■ What needs to be done
When you have gone through the records, report how many lines include "FilterModel", giving the number and nothing more.

■ Collected data entries
..........

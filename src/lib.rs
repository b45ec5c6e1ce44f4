//! Basketify stats engine
//!
//! NBA player and team game logs from the Basketify stats API, bucketed into
//! the season in progress and upcoming games, aggregated per season, and
//! narrowed by a filter model that serializes to the API's query string.
//!
//! ## Features
//!
//! - **Season partitioning**: split a game log into current-season and future games
//! - **Seasonal aggregation**: per-season totals with percentages recomputed from makes and attempts
//! - **Filter model**: editable filter state that serializes to API query parameters
//! - **Local filtering**: replay the API's filter semantics over a saved game log
//!
//! ## Quick Start
//!
//! ```rust
//! use basketify_stats::{aggregate, partition, FilterModel, GameRecord};
//! use chrono::NaiveDate;
//!
//! let day = |m, d| NaiveDate::from_ymd_opt(2024, m, d).unwrap();
//! let games = vec![GameRecord::new(day(11, 2)), GameRecord::future(day(12, 25))];
//!
//! let split = partition(&games, day(12, 1));
//! assert_eq!((split.current.len(), split.future.len()), (1, 1));
//! assert_eq!(aggregate(&games)[0].games_played, 1);
//!
//! let mut filters = FilterModel::new();
//! filters.set_outcome("All");
//! assert!(filters.serialize().is_empty());
//! ```
//!
//! ## Environment Configuration
//!
//! ```bash
//! export BASKETIFY_API_URL=http://localhost:8000
//! export BASKETIFY_API_TOKEN=...   # optional bearer token
//! ```

pub mod cli;
pub mod commands;
pub mod core;
pub mod error;
pub mod stats;

// Re-export commonly used types
pub use cli::types::{EntityKind, LastNGames, SeasonLabel, SeasonType};
pub use core::filters::{FilterCriteria, FilterModel, FilterPanel, QueryMap};
pub use error::{Result, StatsError};
pub use stats::{
    aggregate, apply_filters, partition, GameRecord, SeasonPartition, SeasonalSummary,
    StatsClient, StatsResponse,
};

pub use core::http::API_TOKEN_ENV_VAR;
pub use stats::http::API_URL_ENV_VAR;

..........

■ Exercise result
3